I'm reaching for the thing that is suffused with all of this. I can't even hear what it sounds like yet. Usually when I can hear what a thing is supposed to sound like I can track it down in 2 years. This one, I don't know. Could be a couple, could be ten. Maybe I'll wake up with it tomorrow. Maybe I'll fucking biff it and it will never come about. Like all those great bands that broke up too soon and all that wasted potential and all those relationships ending and you can hear what that band would have done in your head but it'll never be. Never.

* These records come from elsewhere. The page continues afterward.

//! Shared setup and assertions: fake endpoints, service construction, records

use std::sync::Arc;

use cucumber::{given, then};

use forumwatch::records::RunStatus;
use forumwatch::store::{JsonStore, RecordStore};

use crate::world::{forum_page, ForumWatchWorld};

// --- Given steps ---

#[given(expr = "a forum whose first discussion is {string}")]
fn forum_with_first_discussion(world: &mut ForumWatchWorld, title: String) {
    let mut state = world.http.state.lock().unwrap();
    state.page_status = 200;
    state.page_body = forum_page(&title);
}

#[given("a Telegram API that accepts messages")]
fn telegram_accepts(world: &mut ForumWatchWorld) {
    world.http.state.lock().unwrap().telegram_accepts = true;
}

#[given("a Telegram API that rejects messages")]
fn telegram_rejects(world: &mut ForumWatchWorld) {
    world.http.state.lock().unwrap().telegram_accepts = false;
}

#[given(expr = "a configured service checking every {int} minutes")]
async fn configured_service(world: &mut ForumWatchWorld, interval: u32) {
    let store = JsonStore::in_memory(500);
    store
        .initialize(&ForumWatchWorld::seed(interval), chrono::Utc::now())
        .await
        .unwrap();
    world.build_with_store(Arc::new(store)).await;
}

#[given("a service with no saved configuration")]
async fn unconfigured_service(world: &mut ForumWatchWorld) {
    world
        .build_with_store(Arc::new(JsonStore::in_memory(500)))
        .await;
}

// --- Then steps ---

#[then("the last operation should succeed")]
fn last_operation_succeeded(world: &mut ForumWatchWorld) {
    assert!(
        world.last_error.is_none(),
        "Expected success, got error: {:?}",
        world.last_error
    );
}

#[then(expr = "the last operation should fail with {string}")]
fn last_operation_failed_with(world: &mut ForumWatchWorld, expected: String) {
    let error = world
        .last_error
        .as_ref()
        .expect("expected the last operation to fail");
    assert!(
        error.contains(&expected),
        "Expected error containing '{}', got '{}'",
        expected,
        error
    );
}

#[then(expr = "the notification log should contain {string}")]
async fn notification_log_contains(world: &mut ForumWatchWorld, expected: String) {
    let log = world.controller().notifications(500).await.unwrap();
    assert!(
        log.iter().any(|r| r.message.contains(&expected)),
        "Expected a notification containing '{}', log: {:?}",
        expected,
        log.iter().map(|r| &r.message).collect::<Vec<_>>()
    );
}

#[then(expr = "the notification log should contain {string} exactly {int} time(s)")]
async fn notification_log_contains_times(
    world: &mut ForumWatchWorld,
    expected: String,
    times: usize,
) {
    let log = world.controller().notifications(500).await.unwrap();
    let count = log.iter().filter(|r| r.message.contains(&expected)).count();
    assert_eq!(
        count, times,
        "Expected '{}' {} time(s) in the notification log",
        expected, times
    );
}

#[then(expr = "a Telegram message containing {string} should have been sent")]
fn telegram_message_sent(world: &mut ForumWatchWorld, expected: String) {
    let sent = world.http.sent_texts();
    assert!(
        sent.iter().any(|t| t.contains(&expected)),
        "Expected a Telegram message containing '{}', sent: {:?}",
        expected,
        sent
    );
}

#[then(expr = "no Telegram message containing {string} should have been sent")]
fn telegram_message_not_sent(world: &mut ForumWatchWorld, unexpected: String) {
    let sent = world.http.sent_texts();
    assert!(
        !sent.iter().any(|t| t.contains(&unexpected)),
        "Did not expect a Telegram message containing '{}', sent: {:?}",
        unexpected,
        sent
    );
}

#[then(expr = "the total notifications sent should be {int}")]
async fn total_notifications_sent(world: &mut ForumWatchWorld, expected: u64) {
    let status: RunStatus = world.store().status().await.unwrap();
    assert_eq!(status.total_notifications_sent, expected);
}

Worse yet, I might never get it at all. Maybe I'm not talented enough. Maybe my universal appeal to the rest of humanity just doesn't exist. Just doesn't exist. Maybe that's a bit of a problem. If I don't get it at all it would be the worst.

See, what I think about when I think about What I'll Leave Behind is different from what you think about. All I can do is do what I do and play it for people and put it in a sea chest and hope that 100 years from now people might dig it. So it has to be really somethin'. Somethin' good. And it has to be something that you can have that whenever there's a piano you can take people further outside of themselves than they ever thought possible. Like the god damn kid in Tin Drum there.

So you can't just verse-chorus-verse it.

With music, anything you can hear in your head you can do if you are a careful and sensitive steward. And that's a crazy god damned thing because- in your head? Dude, you can hear some dope-ass shit in your head. Everybody knows that. We're human beings. We're all conceptualists. What those composers and interpreters share is that quality of sensitive stewardship which is probably my favorite human quality in all its many forms.

Isn't that just the god damnedest fucking thing?